◆ What the exercise asks ◆
Give again the lines of the data from its first line through the line with "yields no candidates.". Change nothing.

:: Raw data

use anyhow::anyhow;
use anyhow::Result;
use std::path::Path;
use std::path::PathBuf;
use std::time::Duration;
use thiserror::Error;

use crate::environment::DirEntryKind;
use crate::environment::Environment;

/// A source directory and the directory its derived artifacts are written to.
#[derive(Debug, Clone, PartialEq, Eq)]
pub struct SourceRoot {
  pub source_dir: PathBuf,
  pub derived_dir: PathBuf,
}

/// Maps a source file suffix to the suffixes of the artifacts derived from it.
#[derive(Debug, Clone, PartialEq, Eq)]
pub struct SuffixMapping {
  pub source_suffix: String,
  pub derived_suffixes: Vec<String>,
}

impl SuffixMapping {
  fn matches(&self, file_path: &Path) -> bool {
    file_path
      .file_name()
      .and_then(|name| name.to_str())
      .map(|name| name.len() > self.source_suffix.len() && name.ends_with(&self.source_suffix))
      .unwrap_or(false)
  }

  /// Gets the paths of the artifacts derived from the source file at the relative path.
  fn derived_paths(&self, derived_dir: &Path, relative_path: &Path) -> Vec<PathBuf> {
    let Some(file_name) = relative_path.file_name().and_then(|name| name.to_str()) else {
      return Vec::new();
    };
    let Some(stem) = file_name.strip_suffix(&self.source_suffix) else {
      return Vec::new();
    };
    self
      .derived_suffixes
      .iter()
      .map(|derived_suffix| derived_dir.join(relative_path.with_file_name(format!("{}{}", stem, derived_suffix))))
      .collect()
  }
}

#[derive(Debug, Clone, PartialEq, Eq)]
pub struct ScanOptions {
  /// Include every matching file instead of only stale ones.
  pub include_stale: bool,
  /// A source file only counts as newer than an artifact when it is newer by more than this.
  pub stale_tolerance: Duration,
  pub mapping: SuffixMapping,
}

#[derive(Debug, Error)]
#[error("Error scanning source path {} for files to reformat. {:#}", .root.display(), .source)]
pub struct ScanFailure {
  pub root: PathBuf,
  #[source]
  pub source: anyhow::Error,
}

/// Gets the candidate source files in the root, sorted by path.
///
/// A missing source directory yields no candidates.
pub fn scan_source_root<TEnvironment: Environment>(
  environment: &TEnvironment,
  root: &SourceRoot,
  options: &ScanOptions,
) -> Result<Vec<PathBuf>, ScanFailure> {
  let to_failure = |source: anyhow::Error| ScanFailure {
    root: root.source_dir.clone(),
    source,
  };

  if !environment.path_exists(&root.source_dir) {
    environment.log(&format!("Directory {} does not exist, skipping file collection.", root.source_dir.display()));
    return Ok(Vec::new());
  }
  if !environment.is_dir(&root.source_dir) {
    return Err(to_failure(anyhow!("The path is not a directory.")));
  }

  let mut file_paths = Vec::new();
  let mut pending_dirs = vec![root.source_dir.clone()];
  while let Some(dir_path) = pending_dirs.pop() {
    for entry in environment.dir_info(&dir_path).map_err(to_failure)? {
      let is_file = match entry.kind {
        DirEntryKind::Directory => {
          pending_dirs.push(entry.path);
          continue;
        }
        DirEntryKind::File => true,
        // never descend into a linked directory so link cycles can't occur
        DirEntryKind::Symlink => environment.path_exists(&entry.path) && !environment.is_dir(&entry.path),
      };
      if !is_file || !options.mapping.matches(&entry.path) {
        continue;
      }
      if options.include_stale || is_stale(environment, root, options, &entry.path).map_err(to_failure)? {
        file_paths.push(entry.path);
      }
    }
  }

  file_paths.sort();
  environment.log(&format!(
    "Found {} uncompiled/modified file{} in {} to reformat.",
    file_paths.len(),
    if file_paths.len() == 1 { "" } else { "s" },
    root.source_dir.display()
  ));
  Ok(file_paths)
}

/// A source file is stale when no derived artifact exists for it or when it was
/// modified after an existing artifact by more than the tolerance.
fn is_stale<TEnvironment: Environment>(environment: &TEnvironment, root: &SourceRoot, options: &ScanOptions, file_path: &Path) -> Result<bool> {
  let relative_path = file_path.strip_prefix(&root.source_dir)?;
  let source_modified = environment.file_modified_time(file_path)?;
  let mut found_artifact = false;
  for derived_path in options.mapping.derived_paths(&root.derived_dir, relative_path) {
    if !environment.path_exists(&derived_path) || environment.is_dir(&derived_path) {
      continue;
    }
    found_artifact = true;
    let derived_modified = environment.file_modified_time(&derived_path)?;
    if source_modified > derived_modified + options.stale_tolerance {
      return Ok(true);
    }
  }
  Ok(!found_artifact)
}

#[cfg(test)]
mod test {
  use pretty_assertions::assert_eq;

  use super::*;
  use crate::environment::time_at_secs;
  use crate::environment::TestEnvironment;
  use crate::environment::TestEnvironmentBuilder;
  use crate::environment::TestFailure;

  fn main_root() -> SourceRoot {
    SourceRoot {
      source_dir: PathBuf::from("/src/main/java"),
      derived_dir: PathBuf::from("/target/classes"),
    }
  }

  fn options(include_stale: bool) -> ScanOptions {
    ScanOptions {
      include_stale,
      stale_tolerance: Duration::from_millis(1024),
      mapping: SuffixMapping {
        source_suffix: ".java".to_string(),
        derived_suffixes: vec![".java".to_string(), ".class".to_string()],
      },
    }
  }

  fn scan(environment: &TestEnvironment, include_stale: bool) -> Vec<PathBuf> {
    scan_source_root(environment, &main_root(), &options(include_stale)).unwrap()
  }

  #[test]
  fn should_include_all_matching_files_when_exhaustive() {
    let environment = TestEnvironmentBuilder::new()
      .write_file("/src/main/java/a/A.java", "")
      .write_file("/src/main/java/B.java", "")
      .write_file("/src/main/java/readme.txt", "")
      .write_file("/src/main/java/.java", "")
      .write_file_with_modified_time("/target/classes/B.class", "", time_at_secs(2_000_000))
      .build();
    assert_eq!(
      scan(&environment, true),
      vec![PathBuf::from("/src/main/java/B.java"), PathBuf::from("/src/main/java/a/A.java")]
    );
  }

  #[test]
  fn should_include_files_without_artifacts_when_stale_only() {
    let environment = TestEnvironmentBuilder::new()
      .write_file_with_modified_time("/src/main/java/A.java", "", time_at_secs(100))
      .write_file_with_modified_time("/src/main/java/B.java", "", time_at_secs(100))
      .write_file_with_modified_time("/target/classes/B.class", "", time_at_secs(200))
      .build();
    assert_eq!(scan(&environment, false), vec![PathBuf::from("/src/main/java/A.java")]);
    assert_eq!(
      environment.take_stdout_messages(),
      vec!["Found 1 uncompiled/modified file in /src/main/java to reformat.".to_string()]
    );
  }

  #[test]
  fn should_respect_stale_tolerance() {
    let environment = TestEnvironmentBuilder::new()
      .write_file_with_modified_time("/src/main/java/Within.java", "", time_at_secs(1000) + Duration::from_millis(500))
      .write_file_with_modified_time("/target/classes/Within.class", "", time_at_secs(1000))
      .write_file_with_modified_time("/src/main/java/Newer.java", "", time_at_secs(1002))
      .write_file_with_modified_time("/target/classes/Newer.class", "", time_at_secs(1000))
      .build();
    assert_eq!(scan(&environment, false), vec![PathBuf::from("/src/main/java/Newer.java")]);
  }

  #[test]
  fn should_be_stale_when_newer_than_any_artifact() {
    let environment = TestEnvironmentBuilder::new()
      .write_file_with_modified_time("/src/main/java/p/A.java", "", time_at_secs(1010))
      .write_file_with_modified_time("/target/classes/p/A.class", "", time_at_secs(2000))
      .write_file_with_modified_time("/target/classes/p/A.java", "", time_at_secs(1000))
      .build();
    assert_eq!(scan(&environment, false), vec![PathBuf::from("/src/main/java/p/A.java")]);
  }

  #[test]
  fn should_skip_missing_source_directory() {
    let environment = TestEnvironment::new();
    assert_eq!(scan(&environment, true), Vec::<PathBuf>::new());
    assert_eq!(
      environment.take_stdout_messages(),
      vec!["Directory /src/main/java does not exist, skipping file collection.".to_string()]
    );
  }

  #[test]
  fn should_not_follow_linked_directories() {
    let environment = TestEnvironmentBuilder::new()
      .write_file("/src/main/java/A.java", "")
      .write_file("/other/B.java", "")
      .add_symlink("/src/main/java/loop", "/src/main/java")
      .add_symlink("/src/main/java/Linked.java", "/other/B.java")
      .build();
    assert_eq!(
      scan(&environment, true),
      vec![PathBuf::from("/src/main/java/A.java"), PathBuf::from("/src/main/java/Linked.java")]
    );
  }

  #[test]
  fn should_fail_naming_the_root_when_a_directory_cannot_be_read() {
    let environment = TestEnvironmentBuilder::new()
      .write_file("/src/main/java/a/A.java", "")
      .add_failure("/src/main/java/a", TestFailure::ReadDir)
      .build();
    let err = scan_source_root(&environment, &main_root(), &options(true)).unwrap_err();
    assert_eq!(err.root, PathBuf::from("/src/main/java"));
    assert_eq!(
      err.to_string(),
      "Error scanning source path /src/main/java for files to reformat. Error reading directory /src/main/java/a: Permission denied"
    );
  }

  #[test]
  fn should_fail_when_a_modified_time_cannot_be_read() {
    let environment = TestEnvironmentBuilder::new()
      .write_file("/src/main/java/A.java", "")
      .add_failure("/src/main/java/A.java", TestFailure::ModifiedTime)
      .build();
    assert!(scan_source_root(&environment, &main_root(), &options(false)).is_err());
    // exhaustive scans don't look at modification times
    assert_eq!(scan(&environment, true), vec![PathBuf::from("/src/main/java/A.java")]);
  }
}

::::

◆ Solution for this task ◆
use anyhow::anyhow;
use anyhow::Result;
use std::path::Path;
use std::path::PathBuf;
use std::time::Duration;
use thiserror::Error;

use crate::environment::DirEntryKind;
use crate::environment::Environment;

/// A source directory and the directory its derived artifacts are written to.
#[derive(Debug, Clone, PartialEq, Eq)]
pub struct SourceRoot {
  pub source_dir: PathBuf,
  pub derived_dir: PathBuf,
}

/// Maps a source file suffix to the suffixes of the artifacts derived from it.
#[derive(Debug, Clone, PartialEq, Eq)]
pub struct SuffixMapping {
  pub source_suffix: String,
  pub derived_suffixes: Vec<String>,
}

impl SuffixMapping {
  fn matches(&self, file_path: &Path) -> bool {
    file_path
      .file_name()
      .and_then(|name| name.to_str())
      .map(|name| name.len() > self.source_suffix.len() && name.ends_with(&self.source_suffix))
      .unwrap_or(false)
  }

  /// Gets the paths of the artifacts derived from the source file at the relative path.
  fn derived_paths(&self, derived_dir: &Path, relative_path: &Path) -> Vec<PathBuf> {
    let Some(file_name) = relative_path.file_name().and_then(|name| name.to_str()) else {
      return Vec::new();
    };
    let Some(stem) = file_name.strip_suffix(&self.source_suffix) else {
      return Vec::new();
    };
    self
      .derived_suffixes
      .iter()
      .map(|derived_suffix| derived_dir.join(relative_path.with_file_name(format!("{}{}", stem, derived_suffix))))
      .collect()
  }
}

#[derive(Debug, Clone, PartialEq, Eq)]
pub struct ScanOptions {
  /// Include every matching file instead of only stale ones.
  pub include_stale: bool,
  /// A source file only counts as newer than an artifact when it is newer by more than this.
  pub stale_tolerance: Duration,
  pub mapping: SuffixMapping,
}

#[derive(Debug, Error)]
#[error("Error scanning source path {} for files to reformat. {:#}", .root.display(), .source)]
pub struct ScanFailure {
  pub root: PathBuf,
  #[source]
  pub source: anyhow::Error,
}

/// Gets the candidate source files in the root, sorted by path.
///
/// A missing source directory yields no candidates.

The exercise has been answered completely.